Pubblicato il 18 febbraio 2012 15:05 | Ultimo aggiornamento: 18 febbraio 2012 15:05

ROMA – I Comuni contro l'evasione fiscale: nasce con questo obiettivo una nuova rete fra Comuni, si chiama ''ReteComuni'', per condividere strategie e strumenti finalizzati al recupero delle entrate locali evase (Ici, imposta sulla pubblicita' o l'occupazione di spazi pubblici eccetera), ma anche di quelle erariali, cioe' di competenza dello Stato, dirette (Irpef e Ire), indirette (Iva, registro), e di tributi minori (imposte ipotecaria e catastate) gestiti dall'Agenzia del Territorio.

L'iniziativa, promossa da RisorseComuni, che sara' presentata a palazzo Marino a Milano il 20 febbraio, Giornata mondiale della giustizia sociale, prende l'avvio dalle esperienze maturate dal progetto Git finanziato dalla presidenza del Consiglio sul tema del ''catasto e fiscalita''' che si e' concluso il 31 dicembre scorso. Forti di quell'esperienza che ha visto una forte collaborazione in primo luogo tra i Comuni della Lombardia e l'Agenzia delle Entrate regionale (in tutto vi hanno aderito 250 Comuni soprattutto in Nord Italia), ora vogliono rilanciare il progetto per non disperdere gli investimenti realizzati e i risultati ottenuti.

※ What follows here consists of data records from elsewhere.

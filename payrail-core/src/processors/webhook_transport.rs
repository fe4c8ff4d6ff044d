//! HTTP delivery of signed webhook bodies.

use crate::error::StoreError;
use async_trait::async_trait;
use payrail_sdk::objects::EventName;
use payrail_sdk::signature::{EVENT_HEADER, SIGNATURE_HEADER, signature_header};
use std::time::Duration;
use thiserror::Error;
use url::Url;
use uuid::Uuid;

/// Response bodies are stored up to this many characters.
pub const MAX_STORED_BODY: usize = 1024;

#[derive(Debug, Error)]
pub enum DispatchError {
    #[error("request error: {0}")]
    Request(#[from] reqwest::Error),

    #[error("request timed out after {0:?}")]
    Timeout(Duration),

    #[error("store error: {0}")]
    Store(#[from] StoreError),

    #[error("payload serialization error: {0}")]
    Serialization(#[from] serde_json::Error),

    #[error("delivery attempt not found: {0}")]
    AttemptNotFound(Uuid),

    #[error("delivery attempt {0} is still being retried")]
    AttemptInFlight(Uuid),
}

/// One signed POST, ready to send.
#[derive(Debug, Clone, PartialEq, Eq)]
pub struct WebhookRequest {
    pub url: Url,
    pub event: EventName,
    pub body: String,
    pub signature: String,
}

impl WebhookRequest {
    pub fn signed(url: Url, event: EventName, body: String, secret: &str) -> Self {
        let signature = signature_header(body.as_bytes(), secret.as_bytes());
        Self {
            url,
            event,
            body,
            signature,
        }
    }
}

#[derive(Debug, Clone, PartialEq, Eq)]
pub struct WebhookResponse {
    pub status: u16,
    pub body: String,
}

impl WebhookResponse {
    pub fn is_success(&self) -> bool {
        (200..300).contains(&self.status)
    }
}

#[async_trait]
pub trait WebhookTransport: Send + Sync {
    /// `Ok` for any HTTP response; `Err` when none was received.
    async fn send(&self, request: &WebhookRequest) -> Result<WebhookResponse, DispatchError>;
}

pub struct ReqwestWebhookTransport {
    client: reqwest::Client,
    timeout: Duration,
}

impl ReqwestWebhookTransport {
    pub fn new(client: reqwest::Client, timeout: Duration) -> Self {
        Self { client, timeout }
    }
}

#[async_trait]
impl WebhookTransport for ReqwestWebhookTransport {
    async fn send(&self, request: &WebhookRequest) -> Result<WebhookResponse, DispatchError> {
        let response = self
            .client
            .post(request.url.clone())
            .timeout(self.timeout)
            .header(reqwest::header::CONTENT_TYPE, "application/json")
            .header(SIGNATURE_HEADER, &request.signature)
            .header(EVENT_HEADER, request.event.as_str())
            .body(request.body.clone())
            .send()
            .await
            .map_err(|e| {
                if e.is_timeout() {
                    DispatchError::Timeout(self.timeout)
                } else {
                    DispatchError::Request(e)
                }
            })?;

        let status = response.status().as_u16();
        // An unreadable body still counts as a response.
        let body = response.text().await.unwrap_or_default();
        Ok(WebhookResponse {
            status,
            body: truncate_body(body),
        })
    }
}

pub fn truncate_body(body: String) -> String {
    match body.char_indices().nth(MAX_STORED_BODY) {
        Some((cut, _)) => body[..cut].to_owned(),
        None => body,
    }
}
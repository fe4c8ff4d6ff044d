//! Versioned config store with change notification.
//!
//! Holds the hot-reloadable part of the configuration (the risk policy).
//! Readers take a cheap snapshot per operation; a reload swaps the value and
//! bumps the version so watchers can react without polling.

use std::sync::Arc;
use std::sync::atomic::{AtomicU64, Ordering};
use tokio::sync::{RwLock, RwLockReadGuard, watch};

pub struct ConfigStore<T> {
    inner: Arc<ConfigStoreInner<T>>,
}

struct ConfigStoreInner<T> {
    data: RwLock<T>,
    version: AtomicU64,
    version_tx: watch::Sender<u64>,
}

/// Receives notifications when a [`ConfigStore`] is updated.
pub struct ConfigWatcher {
    version_rx: watch::Receiver<u64>,
}

impl<T> ConfigStore<T> {
    pub fn new(initial: T) -> Self {
        let (version_tx, _) = watch::channel(0u64);
        Self {
            inner: Arc::new(ConfigStoreInner {
                data: RwLock::new(initial),
                version: AtomicU64::new(0),
                version_tx,
            }),
        }
    }

    /// Replace the stored value and notify all watchers. Returns the new version.
    pub async fn update(&self, value: T) -> u64 {
        let mut guard = self.inner.data.write().await;
        *guard = value;
        let new_version = self.inner.version.fetch_add(1, Ordering::Relaxed) + 1;
        drop(guard);
        self.inner.version_tx.send_replace(new_version);
        new_version
    }

    pub async fn read(&self) -> RwLockReadGuard<'_, T> {
        self.inner.data.read().await
    }

    pub fn version(&self) -> u64 {
        self.inner.version.load(Ordering::Relaxed)
    }

    pub fn subscribe(&self) -> ConfigWatcher {
        ConfigWatcher {
            version_rx: self.inner.version_tx.subscribe(),
        }
    }
}

impl<T: Clone> ConfigStore<T> {
    /// Clone of the current value, so no lock is held across awaits.
    pub async fn snapshot(&self) -> T {
        self.inner.data.read().await.clone()
    }
}

impl<T> Clone for ConfigStore<T> {
    fn clone(&self) -> Self {
        Self {
            inner: Arc::clone(&self.inner),
        }
    }
}

impl ConfigWatcher {
    /// Wait until the store is updated. `Err` once the store is dropped.
    pub async fn changed(&mut self) -> Result<u64, watch::error::RecvError> {
        self.version_rx.changed().await?;
        Ok(*self.version_rx.borrow_and_update())
    }
}

#[cfg(test)]
mod tests {
    use super::*;
    use crate::risk::RiskPolicy;

    #[tokio::test]
    async fn test_update_notifies_watchers() {
        let store = ConfigStore::new(RiskPolicy::default());
        let mut watcher = store.subscribe();

        let stricter = RiskPolicy {
            block_above: 50,
            ..RiskPolicy::default()
        };
        assert_eq!(store.update(stricter.clone()).await, 1);

        assert_eq!(watcher.changed().await.unwrap(), 1);
        assert_eq!(store.snapshot().await, stricter);
        assert_eq!(store.version(), 1);
    }

    #[tokio::test]
    async fn test_clones_share_state() {
        let store = ConfigStore::new(RiskPolicy::default());
        let other = store.clone();
        other
            .update(RiskPolicy {
                review_above: 10,
                ..RiskPolicy::default()
            })
            .await;
        assert_eq!(store.read().await.review_above, 10);
    }
}
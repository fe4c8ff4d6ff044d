use crate::gateway::{CircuitBreakerConfig, RetryPolicy};
use std::time::Duration;
use url::Url;

#[derive(Debug, Clone, PartialEq)]
pub struct GatewayConfig {
    /// Base URL; `charges` and `refunds` are resolved against it.
    pub base_url: Url,
    pub api_key: Option<String>,
    /// Hard bound on a single call, independent of retry backoff.
    pub call_timeout: Duration,
    pub retry: RetryPolicy,
    pub circuit_breaker: CircuitBreakerConfig,
}
//! Runtime configuration types.
//!
//! These are the validated values the engine runs with. Parsing the config
//! file and CLI is the server crate's job; it converts into these types.

mod config_store;
mod dispatcher;
mod gateway;
mod server;
mod worker;

pub use crate::risk::RiskPolicy;
pub use config_store::{ConfigStore, ConfigWatcher};
pub use dispatcher::{DispatcherConfig, WebhookBackoff};
pub use gateway::GatewayConfig;
pub use server::ServerConfig;
pub use worker::WorkerConfig;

La nuova rete e' aperta a tutti i Comuni italiani e a tutti i soggetti istituzionali interessati alla gestione dei dati ''certificati'' provenienti dall'incrocio di banche dati interne ed esterne. Il meccanismo sul quale si basa l'intero sistema e' quello della segnalazione che l'ente locale opera sulla base di propri controlli che approfondisce e incrocia grazie all'accesso alla Anagrafe tributaria nazionale messa a disposizione dall'Agenzia delle Entrate.

Il Comune – attraverso il portale dell'agenzia Siatel V2.Fisco – accede a tutte le dichiarazioni dei redditi di tutti gli abitanti residenti nel suo territorio in modo analitico, cioe' aprendo i singoli quadri della dichiarazione e di quella di tutti gli italiani ma solo per quel che concerne i quadri presentati. In questo modo, per fare un esempio, il Comune potra' verificare se una sua richiesta di agevolazione per alcuni servizi come la mensa scolastica (Isee) e' congrua con quanto dichiarato. Avvenuta questa verifica il Comune segnala all'Agenzia delle Entrate il caso e questa, se ritiene che ci siano gli elementi per procedere, va avanti.